The most unusual events of the festival occurred because this is the 100th anniversary of when a famous Newfie Arctic explorer named Capt. Bob Bartlett took Pearey to the Arctic for his successful run to the North Pole. We previously visited his home in Brigus. So this year they are “celebrating Bartlett” and the last Arctic schooner, the Bowdoin, is sailing around Newfoundland and stopping at 12 of the summer festivals. It arrived on Thursday evening and on Friday there was music at the wharf near the ship, ship tours, dramas about Bartlett, and drawings to allow 25 people to experience sailing in the harbour on her. They did 2 sailings and from our group, Priscilla, Chris and Elena were selected to go out. It was a sunny day which was great, but not much wind, which wasn’t so great because this was a sailing vessel. This is the Bowdoin:

Another group thing we did was go to the wine tasting at the only winery in Newfoundland, called the Auk Winery. For $2 we got to taste all the wines, which were mostly fruit wines but some were blended with other wines such as shiraz. Overall, we didn’t think they were very good and they were fairly expensive ($13 and up). The most unusual ones were the 4 made with iceberg water. Also, a lot of the fruits are unfamiliar to us, such as partridgeberry and bakeapple, so it was interesting to taste them. When we mentioned this in a conversation with one of the Newfie ladies staying in an RV near us in the church parking lot, she brought over 4 bakeapple tarts for us to taste!
Nearly every day we drove back over to Durrell Cove to look at the icebergs and watch them change shapes, break up, and melt. By the time we left, there were only a few left and they were greatly diminished. On our hikes we also saw some icebergs in other coves, so the ones in Durrell weren’t the only ones here. No wonder they call this “iceberg alley”.

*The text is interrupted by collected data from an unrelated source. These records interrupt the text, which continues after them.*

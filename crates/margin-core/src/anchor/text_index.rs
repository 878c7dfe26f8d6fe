//! Flattened text of a subtree with a map back to text nodes.
//!
//! Offsets are char offsets into the concatenation of every text node under
//! the indexed root, so matches can cross text-node boundaries.

use crate::document::{Boundary, Document, NodeId, TextRange};

#[derive(Debug, Clone, Copy)]
struct Segment {
    node: NodeId,
    start: usize,
    len: usize,
}

#[derive(Debug, Clone)]
pub struct TextIndex {
    chars: Vec<char>,
    segments: Vec<Segment>,
}

impl TextIndex {
    pub fn build(doc: &Document, root: NodeId) -> Self {
        let mut chars = Vec::new();
        let mut segments = Vec::new();
        for node in doc.text_nodes(root) {
            let text = doc.text(node).unwrap_or_default();
            let start = chars.len();
            chars.extend(text.chars());
            segments.push(Segment {
                node,
                start,
                len: chars.len() - start,
            });
        }
        Self { chars, segments }
    }

    pub fn len(&self) -> usize {
        self.chars.len()
    }

    pub fn is_empty(&self) -> bool {
        self.chars.is_empty()
    }

    pub fn slice(&self, start: usize, end: usize) -> String {
        let end = end.min(self.chars.len());
        let start = start.min(end);
        self.chars[start..end].iter().collect()
    }

    /// Up to `width` chars ending at `position`.
    pub fn before(&self, position: usize, width: usize) -> String {
        self.slice(position.saturating_sub(width), position)
    }

    /// Up to `width` chars starting at `position`.
    pub fn after(&self, position: usize, width: usize) -> String {
        self.slice(position, position.saturating_add(width))
    }

    /// Global offset of a boundary, if its node is indexed.
    pub fn position_of(&self, boundary: Boundary) -> Option<usize> {
        self.segments
            .iter()
            .find(|segment| segment.node == boundary.node)
            .map(|segment| segment.start + boundary.offset.min(segment.len))
    }

    /// Global `[start, end)` covered by the text under `node`.
    pub fn span_of(&self, doc: &Document, node: NodeId) -> Option<(usize, usize)> {
        let nodes = doc.text_nodes(node);
        let first = *nodes.first()?;
        let last = *nodes.last()?;
        let start = self.position_of(Boundary::new(first, 0))?;
        let end = self.position_of(Boundary::new(last, usize::MAX))?;
        Some((start, end))
    }

    /// Boundary for a range start: prefers the beginning of the following node.
    fn start_boundary(&self, position: usize) -> Option<Boundary> {
        self.segments
            .iter()
            .find(|segment| segment.start <= position && position < segment.start + segment.len)
            .map(|segment| Boundary::new(segment.node, position - segment.start))
    }

    /// Boundary for a range end: prefers the end of the preceding node.
    fn end_boundary(&self, position: usize) -> Option<Boundary> {
        self.segments
            .iter()
            .find(|segment| {
                segment.len > 0 && segment.start < position && position <= segment.start + segment.len
            })
            .map(|segment| Boundary::new(segment.node, position - segment.start))
    }

    /// Live range for the global span `[start, end)`.
    pub fn range(&self, start: usize, end: usize) -> Option<TextRange> {
        if end <= start || end > self.chars.len() {
            return None;
        }
        Some(TextRange::new(
            self.start_boundary(start)?,
            self.end_boundary(end)?,
        ))
    }

    /// Start offsets of `needle` within `[lo, hi)`, in order.
    pub fn find_all(&self, needle: &str, lo: usize, hi: usize) -> Vec<usize> {
        let needle: Vec<char> = needle.chars().collect();
        let hi = hi.min(self.chars.len());
        if needle.is_empty() || hi < lo || hi - lo < needle.len() {
            return Vec::new();
        }
        (lo..=hi - needle.len())
            .filter(|start| self.chars[*start..*start + needle.len()] == needle[..])
            .collect()
    }
}
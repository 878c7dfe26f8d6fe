use std::path::Path;

use margin_core::export::render_highlights_export;

use crate::cli::ExportFormat;
use crate::commands::common::{emit, list_highlights, open_stores, CliContext};
use crate::error::CliError;

pub async fn run_export(
    ctx: &CliContext,
    format: ExportFormat,
    material_id: Option<&str>,
    output_path: Option<&Path>,
) -> Result<(), CliError> {
    let stores = open_stores(ctx)?;
    let highlights = list_highlights(&stores, &ctx.user_id, material_id).await?;
    let rendered = render_highlights_export(&highlights, format.into())?;
    emit(&rendered, output_path)
}
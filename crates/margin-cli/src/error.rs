use std::io;

use thiserror::Error;

#[derive(Debug, Error)]
pub enum CliError {
    #[error(transparent)]
    Core(#[from] margin_core::Error),
    #[error(transparent)]
    Io(#[from] io::Error),
    #[error(transparent)]
    Serialization(#[from] serde_json::Error),
    #[error("No text to highlight provided")]
    EmptyQuote,
    #[error("No note content provided")]
    EmptyNote,
    #[error("Highlight ID cannot be empty")]
    EmptyHighlightId,
    #[error("'{quote}' does not occur {occurrence} time(s) in the source")]
    QuoteNotFound { quote: String, occurrence: usize },
    #[error("Selection is too short or empty to anchor")]
    Unanchorable,
    #[error("Highlight not found for id/prefix: {0}")]
    HighlightNotFound(String),
    #[error("{0}")]
    AmbiguousHighlightId(String),
    #[error("Editor command failed: {0}")]
    EditorFailed(String),
    #[error("Could not resolve a data directory; pass --db-path or set MARGIN_DATA_DIR")]
    NoDataDir,
    #[error("Sync is not configured. Set `sync_endpoint` in the config file or MARGIN_SYNC_ENDPOINT.")]
    SyncNotConfigured,
}
//! Anchor model
//!
//! An anchor points at a piece of selected text without holding on to any
//! live document node, so it survives re-renders of the document.

use serde::{Deserialize, Serialize};

/// Characters of surrounding context captured on each side of a selection.
pub const CONTEXT_CHARS: usize = 30;

/// Minimum trimmed selection length accepted when building an anchor.
pub const MIN_SELECTION_CHARS: usize = 3;

/// Exact quote plus its surrounding context.
#[derive(Debug, Clone, Default, PartialEq, Eq, Serialize, Deserialize)]
pub struct TextQuote {
    pub exact: String,
    pub prefix: String,
    pub suffix: String,
}

/// A relocatable pointer into a document's text content.
///
/// `selector` and the offsets describe where the text was at creation time and
/// may go stale; `selected_text` is the ground truth used for relocation.
#[derive(Debug, Clone, PartialEq, Eq, Serialize, Deserialize)]
#[serde(rename_all = "camelCase")]
pub struct Anchor {
    /// Structural locator of the nearest enclosing element
    pub selector: String,
    /// Start offset (chars) within the located element's text
    pub start_offset: usize,
    /// End offset (chars) within the located element's text
    pub end_offset: usize,
    /// Exact selected text
    pub selected_text: String,
    /// Context immediately preceding the selection
    pub before_text: String,
    /// Context immediately following the selection
    pub after_text: String,
    /// Page the selection was made on, for paginated documents
    #[serde(default, skip_serializing_if = "Option::is_none")]
    pub page_number: Option<u32>,
    /// Structured duplicate of the quote/context triple
    #[serde(default, skip_serializing_if = "Option::is_none")]
    pub text_quote: Option<TextQuote>,
}

impl Anchor {
    /// Whether the selected text meets the minimum length requirement.
    pub fn has_usable_text(&self) -> bool {
        self.selected_text.trim().chars().count() >= MIN_SELECTION_CHARS
    }

    /// Returns a copy pointing at a new structural location, keeping the quote.
    #[must_use]
    pub fn relocated(&self, selector: String, start_offset: usize, end_offset: usize) -> Self {
        Self {
            selector,
            start_offset,
            end_offset,
            ..self.clone()
        }
    }
}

Another thing that changed while we were in Twillingate was the color of Chet & Gaye's house. They were in the process of painting it at least 5 different colors when we left. Here is the house partially painted:

As we drive all over Newfoundland, we see huge woodpiles stacked near every house and often huge piles drying in yards and fields. Here is an especially tall stacking job we saw in Durrell:

On our way to a trailhead one day, we met a couple coming back who had rescued a baby snowshoe hare. This is a picture of it and the reason it is brown is because that is their summer color. They turn white in the winter.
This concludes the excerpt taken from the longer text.